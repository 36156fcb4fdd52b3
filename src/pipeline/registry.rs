//! # Format Registry
//!
//! Maps format keys to reader and writer constructors. The registry is
//! built once and handed to every conversion; each conversion constructs its
//! own reader and writer from it.

use std::collections::BTreeMap;

use crate::{
    instances::fio::{
        aspartame, casp, fznimf, inc, lp, mps, pisinger, sugar, ReadInstance, WriteInstance,
    },
    options::{ConfigurationError, Options},
};

/// Constructs a reader from its options
pub type ReaderCtor = fn(&Options) -> Result<Box<dyn ReadInstance>, ConfigurationError>;

/// Constructs a writer from its options
pub type WriterCtor = fn(&Options) -> Result<Box<dyn WriteInstance>, ConfigurationError>;

fn boxed_reader<R: ReadInstance + 'static>(
    reader: Result<R, ConfigurationError>,
) -> Result<Box<dyn ReadInstance>, ConfigurationError> {
    let reader: Box<dyn ReadInstance> = Box::new(reader?);
    Ok(reader)
}

fn boxed_writer<W: WriteInstance + 'static>(
    writer: Result<W, ConfigurationError>,
) -> Result<Box<dyn WriteInstance>, ConfigurationError> {
    let writer: Box<dyn WriteInstance> = Box::new(writer?);
    Ok(writer)
}

/// Known readers and writers by key
#[derive(Clone)]
pub struct Registry {
    readers: BTreeMap<&'static str, ReaderCtor>,
    writers: BTreeMap<&'static str, WriterCtor>,
}

impl Default for Registry {
    /// The registry with all built-in formats
    fn default() -> Self {
        let mut reg = Registry::empty();
        reg.register_reader("mps", |opts| boxed_reader(mps::Reader::new(opts)));
        reg.register_reader("lp", |opts| boxed_reader(lp::Reader::new(opts)));
        reg.register_reader("pisinger", |opts| {
            boxed_reader(pisinger::Reader::new(opts))
        });
        reg.register_reader("fznimf", |opts| boxed_reader(fznimf::Reader::new(opts)));
        reg.register_reader("inc", |opts| boxed_reader(inc::Reader::new(opts)));
        reg.register_writer("sugar", |opts| boxed_writer(sugar::Writer::new(opts)));
        reg.register_writer("aspartame", |opts| {
            boxed_writer(aspartame::Writer::new(opts))
        });
        reg.register_writer("casp", |opts| boxed_writer(casp::Writer::new(opts)));
        reg.register_writer("inc", |opts| boxed_writer(inc::Writer::new(opts)));
        reg
    }
}

impl Registry {
    /// Creates a registry without any formats
    #[must_use]
    pub fn empty() -> Self {
        Registry {
            readers: BTreeMap::new(),
            writers: BTreeMap::new(),
        }
    }

    /// Registers a reader, replacing a previous one with the same key
    pub fn register_reader(&mut self, key: &'static str, ctor: ReaderCtor) {
        self.readers.insert(key, ctor);
    }

    /// Registers a writer, replacing a previous one with the same key
    pub fn register_writer(&mut self, key: &'static str, ctor: WriterCtor) {
        self.writers.insert(key, ctor);
    }

    /// Constructs the reader registered under a key
    ///
    /// # Errors
    ///
    /// [`ConfigurationError::UnknownFormat`] for unregistered keys, or the
    /// error of the reader's constructor
    pub fn reader(
        &self,
        key: &str,
        opts: &Options,
    ) -> Result<Box<dyn ReadInstance>, ConfigurationError> {
        let ctor = self
            .readers
            .get(key)
            .ok_or_else(|| ConfigurationError::UnknownFormat {
                kind: "reader",
                key: key.to_owned(),
            })?;
        ctor(opts)
    }

    /// Constructs the writer registered under a key
    ///
    /// # Errors
    ///
    /// [`ConfigurationError::UnknownFormat`] for unregistered keys, or the
    /// error of the writer's constructor
    pub fn writer(
        &self,
        key: &str,
        opts: &Options,
    ) -> Result<Box<dyn WriteInstance>, ConfigurationError> {
        let ctor = self
            .writers
            .get(key)
            .ok_or_else(|| ConfigurationError::UnknownFormat {
                kind: "writer",
                key: key.to_owned(),
            })?;
        ctor(opts)
    }

    /// The registered reader keys in order
    pub fn reader_keys(&self) -> impl Iterator<Item = &'static str> + '_ {
        self.readers.keys().copied()
    }

    /// The registered writer keys in order
    pub fn writer_keys(&self) -> impl Iterator<Item = &'static str> + '_ {
        self.writers.keys().copied()
    }
}

impl std::fmt::Debug for Registry {
    fn fmt(&self, f: &mut std::fmt::Formatter<'_>) -> std::fmt::Result {
        f.debug_struct("Registry")
            .field("readers", &self.readers.keys().collect::<Vec<_>>())
            .field("writers", &self.writers.keys().collect::<Vec<_>>())
            .finish()
    }
}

* _INSTRUCTIONS FOR THE TASK_
All records are to be written out exactly.

* _TASK OUTPUT_
repository 36156fcb4fdd52b3
filename src/pipeline/registry.rs
//! # Format Registry
//!
//! Maps format keys to reader and writer constructors. The registry is
//! built once and handed to every conversion; each conversion constructs its
//! own reader and writer from it.

use std::collections::BTreeMap;

use crate::{
    instances::fio::{
        aspartame, casp, fznimf, inc, lp, mps, pisinger, sugar, ReadInstance, WriteInstance,
    },
    options::{ConfigurationError, Options},
};

/// Constructs a reader from its options
pub type ReaderCtor = fn(&Options) -> Result<Box<dyn ReadInstance>, ConfigurationError>;

/// Constructs a writer from its options
pub type WriterCtor = fn(&Options) -> Result<Box<dyn WriteInstance>, ConfigurationError>;

fn boxed_reader<R: ReadInstance + 'static>(
    reader: Result<R, ConfigurationError>,
) -> Result<Box<dyn ReadInstance>, ConfigurationError> {
    let reader: Box<dyn ReadInstance> = Box::new(reader?);
    Ok(reader)
}

fn boxed_writer<W: WriteInstance + 'static>(
    writer: Result<W, ConfigurationError>,
) -> Result<Box<dyn WriteInstance>, ConfigurationError> {
    let writer: Box<dyn WriteInstance> = Box::new(writer?);
    Ok(writer)
}

/// Known readers and writers by key
#[derive(Clone)]
pub struct Registry {
    readers: BTreeMap<&'static str, ReaderCtor>,
    writers: BTreeMap<&'static str, WriterCtor>,
}

impl Default for Registry {
    /// The registry with all built-in formats
    fn default() -> Self {
        let mut reg = Registry::empty();
        reg.register_reader("mps", |opts| boxed_reader(mps::Reader::new(opts)));
        reg.register_reader("lp", |opts| boxed_reader(lp::Reader::new(opts)));
        reg.register_reader("pisinger", |opts| {
            boxed_reader(pisinger::Reader::new(opts))
        });
        reg.register_reader("fznimf", |opts| boxed_reader(fznimf::Reader::new(opts)));
        reg.register_reader("inc", |opts| boxed_reader(inc::Reader::new(opts)));
        reg.register_writer("sugar", |opts| boxed_writer(sugar::Writer::new(opts)));
        reg.register_writer("aspartame", |opts| {
            boxed_writer(aspartame::Writer::new(opts))
        });
        reg.register_writer("casp", |opts| boxed_writer(casp::Writer::new(opts)));
        reg.register_writer("inc", |opts| boxed_writer(inc::Writer::new(opts)));
        reg
    }
}

impl Registry {
    /// Creates a registry without any formats
    #[must_use]
    pub fn empty() -> Self {
        Registry {
            readers: BTreeMap::new(),
            writers: BTreeMap::new(),
        }
    }

    /// Registers a reader, replacing a previous one with the same key
    pub fn register_reader(&mut self, key: &'static str, ctor: ReaderCtor) {
        self.readers.insert(key, ctor);
    }

    /// Registers a writer, replacing a previous one with the same key
    pub fn register_writer(&mut self, key: &'static str, ctor: WriterCtor) {
        self.writers.insert(key, ctor);
    }

    /// Constructs the reader registered under a key
    ///
    /// # Errors
    ///
    /// [`ConfigurationError::UnknownFormat`] for unregistered keys, or the
    /// error of the reader's constructor
    pub fn reader(
        &self,
        key: &str,
        opts: &Options,
    ) -> Result<Box<dyn ReadInstance>, ConfigurationError> {
        let ctor = self
            .readers
            .get(key)
            .ok_or_else(|| ConfigurationError::UnknownFormat {
                kind: "reader",
                key: key.to_owned(),
            })?;
        ctor(opts)
    }

    /// Constructs the writer registered under a key
    ///
    /// # Errors
    ///
    /// [`ConfigurationError::UnknownFormat`] for unregistered keys, or the
    /// error of the writer's constructor
    pub fn writer(
        &self,
        key: &str,
        opts: &Options,
    ) -> Result<Box<dyn WriteInstance>, ConfigurationError> {
        let ctor = self
            .writers
            .get(key)
            .ok_or_else(|| ConfigurationError::UnknownFormat {
                kind: "writer",
                key: key.to_owned(),
            })?;
        ctor(opts)
    }

    /// The registered reader keys in order
    pub fn reader_keys(&self) -> impl Iterator<Item = &'static str> + '_ {
        self.readers.keys().copied()
    }

    /// The registered writer keys in order
    pub fn writer_keys(&self) -> impl Iterator<Item = &'static str> + '_ {
        self.writers.keys().copied()
    }
}

impl std::fmt::Debug for Registry {
    fn fmt(&self, f: &mut std::fmt::Formatter<'_>) -> std::fmt::Result {
        f.debug_struct("Registry")
            .field("readers", &self.readers.keys().collect::<Vec<_>>())
            .field("writers", &self.writers.keys().collect::<Vec<_>>())
            .finish()
    }
}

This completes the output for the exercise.